Retrieve every line from the records in which the word "SocketAddr" occurs.

Collection entries
****************************************

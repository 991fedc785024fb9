use crate::color::{self, SourceCategory};
use crate::models::{AxisKind, MetricType, StatisticRecord};
use crate::normalize::slugify;
use crate::sources::BasicTypeDecl;
use rustc_hash::FxHashSet;
use std::collections::BTreeSet;

pub fn basic_candidates(declared: &[BasicTypeDecl]) -> Vec<MetricType> {
    declared
        .iter()
        .filter(|decl| !decl.name.trim().is_empty())
        .filter(|decl| decl.visible.unwrap_or(true))
        .map(|decl| MetricType {
            id: format!("basic_{}", decl.type_id),
            name: decl.name.clone(),
            color: color::assign_color(SourceCategory::Basic, &decl.name, decl.color.as_deref(), 0),
            axis: AxisKind::Numeric,
            show_line: true,
        })
        .collect()
}

pub fn custom_candidates(names: &[String]) -> Vec<MetricType> {
    let mut seen_index = 0;
    let mut candidates = Vec::with_capacity(names.len());
    for name in names {
        let slug = slugify(name);
        if slug.is_empty() {
            continue;
        }
        candidates.push(MetricType {
            id: format!("custom_{slug}"),
            name: name.clone(),
            color: color::assign_color(SourceCategory::Custom, name, None, seen_index),
            axis: AxisKind::Numeric,
            show_line: true,
        });
        seen_index += 1;
    }
    candidates
}

pub fn binary_candidates(names: &[String]) -> Vec<MetricType> {
    let mut seen_index = 0;
    let mut candidates = Vec::with_capacity(names.len());
    for name in names {
        let slug = slugify(name);
        if slug.is_empty() {
            continue;
        }
        candidates.push(MetricType {
            id: format!("binary_{slug}"),
            name: name.clone(),
            color: color::assign_color(SourceCategory::Binary, name, None, seen_index),
            axis: AxisKind::Binary { slug },
            show_line: false,
        });
        seen_index += 1;
    }
    candidates
}

pub fn note_sentinel() -> MetricType {
    MetricType {
        id: "note".to_string(),
        name: "Notes".to_string(),
        color: color::NOTE_COLOR.to_string(),
        axis: AxisKind::Notes,
        show_line: false,
    }
}

// Declared order is preserved; a declared type with nothing to plot in the
// active range never reaches the legend or the axis layout.
pub fn build_catalog(candidates: Vec<MetricType>, records: &[StatisticRecord]) -> Vec<MetricType> {
    let observed: FxHashSet<&str> = records.iter().map(|r| r.type_id.as_str()).collect();
    let mut seen_ids = FxHashSet::default();
    candidates
        .into_iter()
        .filter(|candidate| observed.contains(candidate.id.as_str()))
        .filter(|candidate| seen_ids.insert(candidate.id.clone()))
        .collect()
}

#[derive(Debug, Clone, PartialEq, Eq, Default)]
pub enum TypeSelection {
    #[default]
    Unset,
    Chosen(BTreeSet<String>),
}

impl TypeSelection {
    // Seeds "everything selected" exactly once; a user's narrowed set, and
    // a deliberately cleared set, both survive later re-fetches.
    pub fn reconcile(&mut self, catalog: &[MetricType]) {
        if *self == TypeSelection::Unset && !catalog.is_empty() {
            *self = TypeSelection::Chosen(catalog.iter().map(|t| t.id.clone()).collect());
        }
    }

    pub fn contains(&self, id: &str) -> bool {
        match self {
            TypeSelection::Unset => false,
            TypeSelection::Chosen(ids) => ids.contains(id),
        }
    }
}
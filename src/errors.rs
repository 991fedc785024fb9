use axum::http::StatusCode;

#[derive(Debug)]
pub struct AppError {
    pub status: StatusCode,
    pub message: String,
}

impl AppError {
    pub fn bad_request(message: impl Into<String>) -> Self {
        Self {
            status: StatusCode::BAD_REQUEST,
            message: message.into(),
        }
    }

    pub fn conflict(message: impl Into<String>) -> Self {
        Self {
            status: StatusCode::CONFLICT,
            message: message.into(),
        }
    }

    pub fn bad_gateway(message: impl Into<String>) -> Self {
        Self {
            status: StatusCode::BAD_GATEWAY,
            message: message.into(),
        }
    }
}

impl axum::response::IntoResponse for AppError {
    fn into_response(self) -> axum::response::Response {
        (self.status, self.message).into_response()
    }
}
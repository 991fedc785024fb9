use crate::handlers;
use crate::state::AppState;
use axum::{routing::{get, post}, Router};

pub fn router(state: AppState) -> Router {
    Router::new()
        .route("/", get(handlers::index))
        .route("/api/chart", get(handlers::get_chart))
        .route("/api/refresh", post(handlers::refresh))
        .route("/api/selection", post(handlers::set_selection))
        .route("/api/point", post(handlers::point_notes))
        .route("/api/notes/:date", get(handlers::day_notes))
        .with_state(state)
}
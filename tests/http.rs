use axum::extract::Path;
use axum::http::StatusCode;
use axum::response::{IntoResponse, Response};
use axum::routing::get;
use axum::{Json, Router};
use once_cell::sync::Lazy;
use reqwest::Client;
use serde_json::{json, Value};
use std::net::TcpListener;
use std::process::{Child, Command, Stdio};
use std::time::{Duration, Instant};
use tokio::time::sleep;

const DATA_USER: u64 = 7;
const EMPTY_USER: u64 = 8;
const FAILING_USER: u64 = 9;

struct TestServer {
    base_url: String,
    child: Child,
}

impl Drop for TestServer {
    fn drop(&mut self) {
        let _ = self.child.kill();
        let _ = self.child.wait();
    }
}

#[cfg(unix)]
mod cleanup {
    use std::sync::Mutex;
    use std::sync::Once;

    static REGISTER: Once = Once::new();
    static PIDS: Mutex<Vec<i32>> = Mutex::new(Vec::new());

    pub fn register(pid: u32) {
        REGISTER.call_once(|| unsafe {
            libc::atexit(on_exit);
        });
        PIDS.lock().unwrap().push(pid as i32);
    }

    extern "C" fn on_exit() {
        for pid in PIDS.lock().unwrap().iter() {
            if *pid > 0 {
                unsafe {
                    libc::kill(*pid, libc::SIGTERM);
                }
            }
        }
    }
}

async fn stub_statements(Path(user): Path<u64>) -> Response {
    match user {
        DATA_USER => Json(json!({
            "statement_types": [
                {"type_id": "1", "name": "Mood", "color": "#ff6b4a"},
                {"type_id": "2", "name": "Sleep"}
            ],
            "user_statments": {
                "2024-03-01": [{"name": "Mood", "type_id": "1", "estimation": 7}],
                "2024-03-03": [{"name": "Mood", "type_id": "1", "estimation": 5}]
            }
        }))
        .into_response(),
        FAILING_USER => StatusCode::INTERNAL_SERVER_ERROR.into_response(),
        _ => Json(json!({})).into_response(),
    }
}

async fn stub_custom(Path(user): Path<u64>) -> Json<Value> {
    match user {
        DATA_USER => Json(json!({
            "costume_statements_names": ["Focus Time"],
            "user_costume_statments": {
                "2024-03-02": [{"name": "Focus Time", "costume_state_id": 3, "estimation": 4}]
            }
        })),
        _ => Json(json!({})),
    }
}

async fn stub_binary(Path(user): Path<u64>) -> Json<Value> {
    match user {
        DATA_USER | FAILING_USER => Json(json!({
            "binary_answer_names": ["Stress"],
            "binary_answer": {
                "2024-03-01": [{"name": "Stress", "type_id": 4, "answer": true}],
                "2024-03-02": [{"name": "Stress", "type_id": 4, "answer": false}]
            }
        })),
        _ => Json(json!({})),
    }
}

async fn stub_notes(Path(user): Path<u64>) -> Json<Value> {
    match user {
        DATA_USER => Json(json!({
            "notes": {
                "2024-03-05": [{"note": "a"}, {"note": "b"}]
            }
        })),
        _ => Json(json!({})),
    }
}

fn stub_router() -> Router {
    Router::new()
        .route("/api/statements/:user", get(stub_statements))
        .route("/api/costume-statements/:user", get(stub_custom))
        .route("/api/binary-answers/:user", get(stub_binary))
        .route("/api/dairy-notes/:user", get(stub_notes))
}

static STUB_PORT: Lazy<u16> = Lazy::new(|| {
    let listener = TcpListener::bind("127.0.0.1:0").expect("bind stub port");
    let port = listener.local_addr().unwrap().port();
    std::thread::spawn(move || {
        let runtime = tokio::runtime::Runtime::new().expect("stub runtime");
        runtime.block_on(async move {
            listener.set_nonblocking(true).unwrap();
            let listener = tokio::net::TcpListener::from_std(listener).unwrap();
            axum::serve(listener, stub_router()).await.unwrap();
        });
    });
    port
});

fn pick_free_port() -> u16 {
    let listener = TcpListener::bind("127.0.0.1:0").expect("bind random port");
    let port = listener.local_addr().unwrap().port();
    drop(listener);
    port
}

async fn wait_until_ready(base_url: &str) {
    let client = Client::new();
    let deadline = Instant::now() + Duration::from_secs(3);
    loop {
        if let Ok(resp) = client.get(format!("{base_url}/api/chart")).send().await {
            if resp.status().is_success() {
                return;
            }
        }
        if Instant::now() > deadline {
            panic!("server did not become ready");
        }
        sleep(Duration::from_millis(100)).await;
    }
}

async fn spawn_server() -> TestServer {
    let stub_port = *STUB_PORT;
    let port = pick_free_port();
    let child = Command::new(env!("CARGO_BIN_EXE_diary_dashboard"))
        .env("PORT", port.to_string())
        .env("STATS_API_BASE", format!("http://127.0.0.1:{stub_port}/api"))
        .env("RUST_LOG", "info")
        .stdout(Stdio::inherit())
        .stderr(Stdio::inherit())
        .spawn()
        .expect("failed to spawn server");

    #[cfg(unix)]
    cleanup::register(child.id());

    let base_url = format!("http://127.0.0.1:{port}");
    wait_until_ready(&base_url).await;

    TestServer { base_url, child }
}

async fn refresh(client: &Client, server: &TestServer, body: Value) -> reqwest::Response {
    client
        .post(format!("{}/api/refresh", server.base_url))
        .json(&body)
        .send()
        .await
        .unwrap()
}

fn refresh_body(user: u64) -> Value {
    json!({ "user": user, "date_from": "2024-03-01", "date_to": "2024-03-07" })
}

fn type_ids(payload: &Value) -> Vec<&str> {
    payload["types"]
        .as_array()
        .unwrap()
        .iter()
        .map(|t| t["id"].as_str().unwrap())
        .collect()
}

#[tokio::test]
async fn http_refresh_builds_full_chart_payload() {
    let server = spawn_server().await;
    let client = Client::new();

    let response = refresh(&client, &server, refresh_body(DATA_USER)).await;
    assert!(response.status().is_success());
    let payload: Value = response.json().await.unwrap();

    let ids = type_ids(&payload);
    assert_eq!(ids, ["basic_1", "custom_focus-time", "binary_stress", "note"]);
    assert!(payload["types"]
        .as_array()
        .unwrap()
        .iter()
        .all(|t| t["selected"].as_bool().unwrap()));

    let mood = &payload["types"][0];
    assert_eq!(mood["color"], "#ff6b4a");
    assert_eq!(mood["axis"], "y");

    let axes = payload["axes"]["axes"].as_array().unwrap();
    let axis_ids: Vec<&str> = axes.iter().map(|a| a["id"].as_str().unwrap()).collect();
    assert_eq!(axis_ids, ["y", "binary:stress", "notes"]);
    assert_eq!(axes[0]["weight"], 10);
    assert_eq!(axes[1]["weight"], 1);
    assert_eq!(axes[1]["labels"], json!(["yes", "no"]));

    let chart = &payload["chart"];
    assert_eq!(chart["labels"].as_array().unwrap().len(), 7);
    assert_eq!(chart["labels"][0], "2024-03-01");
    assert_eq!(chart["labels"][6], "2024-03-07");

    let series = chart["series"].as_array().unwrap();
    assert_eq!(series.len(), 4);
    let stress = series.iter().find(|s| s["type_id"] == "binary_stress").unwrap();
    assert_eq!(stress["show_line"], false);
    let values: Vec<f64> = stress["points"]
        .as_array()
        .unwrap()
        .iter()
        .map(|p| p["value"].as_f64().unwrap())
        .collect();
    assert_eq!(values, [1.0, 0.0]);

    assert!(payload["message"].is_null());
}

#[tokio::test]
async fn http_selection_persists_across_refetch() {
    let server = spawn_server().await;
    let client = Client::new();

    refresh(&client, &server, refresh_body(DATA_USER)).await;

    let narrowed: Value = client
        .post(format!("{}/api/selection", server.base_url))
        .json(&json!({ "type_ids": ["basic_1"] }))
        .send()
        .await
        .unwrap()
        .json()
        .await
        .unwrap();
    assert_eq!(narrowed["chart"]["series"].as_array().unwrap().len(), 1);

    let response = refresh(
        &client,
        &server,
        json!({ "user": DATA_USER, "date_from": "2024-03-01", "date_to": "2024-03-03" }),
    )
    .await;
    let payload: Value = response.json().await.unwrap();

    for entry in payload["types"].as_array().unwrap() {
        let expected = entry["id"] == "basic_1";
        assert_eq!(entry["selected"].as_bool().unwrap(), expected);
    }
    assert_eq!(payload["chart"]["series"].as_array().unwrap().len(), 1);
    assert_eq!(payload["chart"]["labels"].as_array().unwrap().len(), 3);
}

#[tokio::test]
async fn http_empty_sources_yield_no_data_message() {
    let server = spawn_server().await;
    let client = Client::new();

    let response = refresh(&client, &server, refresh_body(EMPTY_USER)).await;
    assert!(response.status().is_success());
    let payload: Value = response.json().await.unwrap();

    assert!(payload["chart"].is_null());
    assert!(payload["types"].as_array().unwrap().is_empty());
    assert_eq!(payload["message"], "no statistics in the selected period");
}

#[tokio::test]
async fn http_failing_source_fails_the_whole_refresh() {
    let server = spawn_server().await;
    let client = Client::new();

    let response = refresh(&client, &server, refresh_body(FAILING_USER)).await;
    assert_eq!(response.status().as_u16(), 502);
    assert_eq!(response.text().await.unwrap(), "failed to load statistics");

    // The failed refresh must not leave partial data behind.
    let payload: Value = client
        .get(format!("{}/api/chart", server.base_url))
        .send()
        .await
        .unwrap()
        .json()
        .await
        .unwrap();
    assert!(payload["chart"].is_null());
    assert!(payload["types"].as_array().unwrap().is_empty());
}

#[tokio::test]
async fn http_preconditions_block_the_fetch() {
    let server = spawn_server().await;
    let client = Client::new();

    let response = refresh(&client, &server, json!({ "user": DATA_USER })).await;
    assert_eq!(response.status().as_u16(), 400);
    assert_eq!(response.text().await.unwrap(), "select both dates");

    let response = refresh(
        &client,
        &server,
        json!({ "date_from": "2024-03-01", "date_to": "2024-03-07" }),
    )
    .await;
    assert_eq!(response.status().as_u16(), 400);
    assert_eq!(response.text().await.unwrap(), "user not found");

    let response = refresh(
        &client,
        &server,
        json!({ "user": DATA_USER, "date_from": "2024-03-07", "date_to": "2024-03-01" }),
    )
    .await;
    assert_eq!(response.status().as_u16(), 400);
    assert_eq!(response.text().await.unwrap(), "date range is inverted");
}

#[tokio::test]
async fn http_point_and_day_notes_round_trip() {
    let server = spawn_server().await;
    let client = Client::new();

    let payload: Value = refresh(&client, &server, refresh_body(DATA_USER))
        .await
        .json()
        .await
        .unwrap();
    let series = payload["chart"]["series"].as_array().unwrap();
    let note_index = series.iter().position(|s| s["type_id"] == "note").unwrap();

    let result: Value = client
        .post(format!("{}/api/point", server.base_url))
        .json(&json!({ "series": note_index, "point": 0 }))
        .send()
        .await
        .unwrap()
        .json()
        .await
        .unwrap();
    assert_eq!(result["date"], "2024-03-05");
    assert_eq!(result["notes"], json!(["a", "b"]));

    let out_of_range: Value = client
        .post(format!("{}/api/point", server.base_url))
        .json(&json!({ "series": note_index, "point": 99 }))
        .send()
        .await
        .unwrap()
        .json()
        .await
        .unwrap();
    assert!(out_of_range["date"].is_null());
    assert_eq!(out_of_range["notes"], json!([]));

    let miss: Value = client
        .get(format!("{}/api/notes/2024-03-04", server.base_url))
        .send()
        .await
        .unwrap()
        .json()
        .await
        .unwrap();
    assert_eq!(miss["date"], "2024-03-04");
    assert_eq!(miss["notes"], json!([]));
}
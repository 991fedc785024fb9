use diary_dashboard::{router, AppState, Config, StatsClient};
use std::net::SocketAddr;
use tracing::info;
use tracing_subscriber::{fmt, EnvFilter};

#[tokio::main]
async fn main() -> Result<(), Box<dyn std::error::Error>> {
    fmt()
        .with_env_filter(EnvFilter::from_default_env().add_directive("info".parse()?))
        .init();

    let config = Config::from_env();
    let client = StatsClient::new(&config.stats_api_base, config.request_timeout)?;
    let port = config.port;
    let state = AppState::new(config, client);
    let app = router(state);

    let addr = SocketAddr::from(([0, 0, 0, 0], port));
    info!("listening on http://{addr}");
    let listener = tokio::net::TcpListener::bind(addr).await?;
    axum::serve(listener, app).await?;

    Ok(())
}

****************************************

Written reply =
use std::net::SocketAddr;
    let addr = SocketAddr::from(([0, 0, 0, 0], port));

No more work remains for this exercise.